• [Your assignment]: Each line of the records that holds "SinkMatch" should be shown in full.

• [Stored data entries]:
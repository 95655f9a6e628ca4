use grep::regex::RegexMatcher;
use grep::searcher::{Searcher, Sink, SinkMatch};
use std::error::Error;
use std::path::{Path, PathBuf};
use walkdir::WalkDir;

// Directories holding this crate's own Rust sources. Nothing else in the
// working tree is scanned.
const SOURCE_DIRS: [&str; 4] = ["accuracy", "src", "tests", "benches"];

const FORBIDDEN_WORDS: &str = "FIXED|CORRECTED|FIX|FIXES|NEW|CHANGED|CHANGES|CHANGE|MODIFIED|MODIFIES|MODIFY|UPDATED|UPDATES|UPDATE";

// Which source-policy rule a collector enforces.
#[derive(Clone, Copy)]
enum Rule {
    UnderscoreBinding,
    ForbiddenWord,
    StarsInComment,
    AllCapsComment,
    AllowDeadCode,
}

impl Rule {
    fn headline(self) -> &'static str {
        match self {
            Rule::UnderscoreBinding => "underscore-prefixed variables",
            Rule::ForbiddenWord => "forbidden comment words",
            Rule::StarsInComment => "'**' patterns in regular comments",
            Rule::AllCapsComment => "comments with all uppercase alphabetic characters",
            Rule::AllowDeadCode => "#[allow(dead_code)] attributes",
        }
    }

    fn advice(self) -> String {
        match self {
            Rule::UnderscoreBinding => "Underscore-prefixed variable names are not allowed in this project.\n   Either use the variable (removing the underscore) or remove it completely.".to_string(),
            Rule::ForbiddenWord => format!(
                "Comments containing any of {} are STRICTLY FORBIDDEN in this project.\n   Remove them completely rather than commenting them out.",
                FORBIDDEN_WORDS.replace('|', ", ")
            ),
            Rule::StarsInComment => "The '**' pattern is not allowed in regular comments (it is allowed in doc comments).".to_string(),
            Rule::AllCapsComment => "Comments where all alphabetic characters are uppercase are STRICTLY FORBIDDEN in this project.\n   Strongly consider deleting the comment completely.".to_string(),
            Rule::AllowDeadCode => "#[allow(dead_code)] attributes are STRICTLY FORBIDDEN in this project.\n   Either use the code (removing the attribute) or remove it completely.".to_string(),
        }
    }

    fn pattern(self) -> String {
        match self {
            Rule::UnderscoreBinding => r"\b(_[a-zA-Z0-9_]+)\b".to_string(),
            Rule::ForbiddenWord => format!(r"(//|/\*|///).*(?:{FORBIDDEN_WORDS})"),
            Rule::StarsInComment => r"(//|/\*).*\*\*".to_string(),
            Rule::AllCapsComment => r"(//|/\*|///).*".to_string(),
            Rule::AllowDeadCode => r"#\s*\[\s*allow\s*\(\s*dead_code\s*\)\s*\]".to_string(),
        }
    }
}

// Collects violating lines of one file for one rule. The `matched` callback
// applies the rule-specific filtering the regex alone cannot express.
struct ViolationCollector {
    rule: Rule,
    violations: Vec<String>,
    file_path: PathBuf,
}

impl ViolationCollector {
    fn new(rule: Rule, file_path: &Path) -> Self {
        Self {
            rule,
            violations: Vec::new(),
            file_path: file_path.to_path_buf(),
        }
    }

    fn check_and_get_error_message(&self) -> Option<String> {
        if self.violations.is_empty() {
            return None;
        }

        let file_name = self.file_path.to_str().unwrap_or("?");
        let mut error_msg = format!(
            "\n❌ ERROR: Found {} {} in {}:\n",
            self.violations.len(),
            self.rule.headline(),
            file_name
        );
        for violation in &self.violations {
            error_msg.push_str(&format!("   {violation}\n"));
        }
        error_msg.push_str(&format!("\n⚠️ {}\n", self.rule.advice()));
        Some(error_msg)
    }

    fn keeps(&self, line_text: &str) -> bool {
        match self.rule {
            Rule::UnderscoreBinding => !is_pure_comment(line_text) && !underscore_in_string(line_text),
            Rule::ForbiddenWord | Rule::AllowDeadCode => true,
            Rule::StarsInComment => !is_doc_comment(line_text),
            Rule::AllCapsComment => comment_text(line_text).is_some_and(is_all_caps),
        }
    }
}

impl Sink for ViolationCollector {
    type Error = std::io::Error;

    fn matched(&mut self, _: &Searcher, mat: &SinkMatch) -> Result<bool, Self::Error> {
        let line_number = mat.line_number().unwrap_or(0);
        let line_text = std::str::from_utf8(mat.bytes()).unwrap_or("").trim_end();

        if self.keeps(line_text) {
            self.violations.push(format!("{line_number}:{line_text}"));
        }
        Ok(true)
    }
}

fn is_doc_comment(line: &str) -> bool {
    line.trim_start().starts_with("///")
}

fn is_pure_comment(line: &str) -> bool {
    line.trim_start().starts_with("//")
        || (line.contains("/*") && !line.contains("*/match") && !line.contains("*/let"))
}

// True when an underscore appears between a pair of double quotes.
fn underscore_in_string(line: &str) -> bool {
    line.contains('"')
        && line
            .split('"')
            .enumerate()
            .any(|(i, part)| i % 2 == 1 && part.contains('_'))
}

// Text of the comment on this line, without its `//`, `///` or `/* */` markers.
fn comment_text(line: &str) -> Option<&str> {
    let trimmed = line.trim_start();
    if let Some(rest) = trimmed.strip_prefix("///") {
        Some(rest.trim())
    } else if let Some(rest) = trimmed.strip_prefix("//") {
        Some(rest.trim())
    } else if let Some(idx) = line.find("/*") {
        let body = &line[idx + 2..];
        Some(match body.find("*/") {
            Some(end) => body[..end].trim(),
            None => body.trim(),
        })
    } else {
        None
    }
}

fn is_all_caps(text: &str) -> bool {
    let mut letters = text.chars().filter(|c| c.is_alphabetic()).peekable();
    letters.peek().is_some() && letters.all(|c| c.is_uppercase())
}

fn rust_sources() -> Vec<PathBuf> {
    SOURCE_DIRS
        .iter()
        .flat_map(|dir| WalkDir::new(dir).into_iter().filter_map(|e| e.ok()))
        .filter(|e| e.path().extension().is_some_and(|ext| ext == "rs"))
        .map(|e| e.into_path())
        .collect()
}

fn scan(rule: Rule, paths: &[PathBuf]) -> Result<(), Box<dyn Error>> {
    let matcher = RegexMatcher::new_line_matcher(&rule.pattern())?;
    let mut searcher = Searcher::new();

    for path in paths {
        let mut collector = ViolationCollector::new(rule, path);
        searcher.search_path(&matcher, path, &mut collector)?;
        if let Some(error_message) = collector.check_and_get_error_message() {
            return Err(error_message.into());
        }
    }
    Ok(())
}

fn main() {
    println!("cargo:rerun-if-changed=build.rs");
    for dir in SOURCE_DIRS {
        println!("cargo:rerun-if-changed={dir}");
    }

    let sources = rust_sources();
    let mut with_build_script = sources.clone();
    with_build_script.push(PathBuf::from("build.rs"));

    let checks = [
        (Rule::UnderscoreBinding, &with_build_script),
        (Rule::ForbiddenWord, &sources),
        (Rule::StarsInComment, &sources),
        (Rule::AllCapsComment, &sources),
        (Rule::AllowDeadCode, &sources),
    ];

    for (rule, paths) in checks {
        if let Err(e) = scan(rule, paths) {
            // eprintln is what makes the message visible in cargo's output.
            eprintln!("{e}");
            std::process::exit(1);
        }
    }
}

• [Solved problem]:
use grep::searcher::{Searcher, Sink, SinkMatch};
    fn matched(&mut self, _: &Searcher, mat: &SinkMatch) -> Result<bool, Self::Error> {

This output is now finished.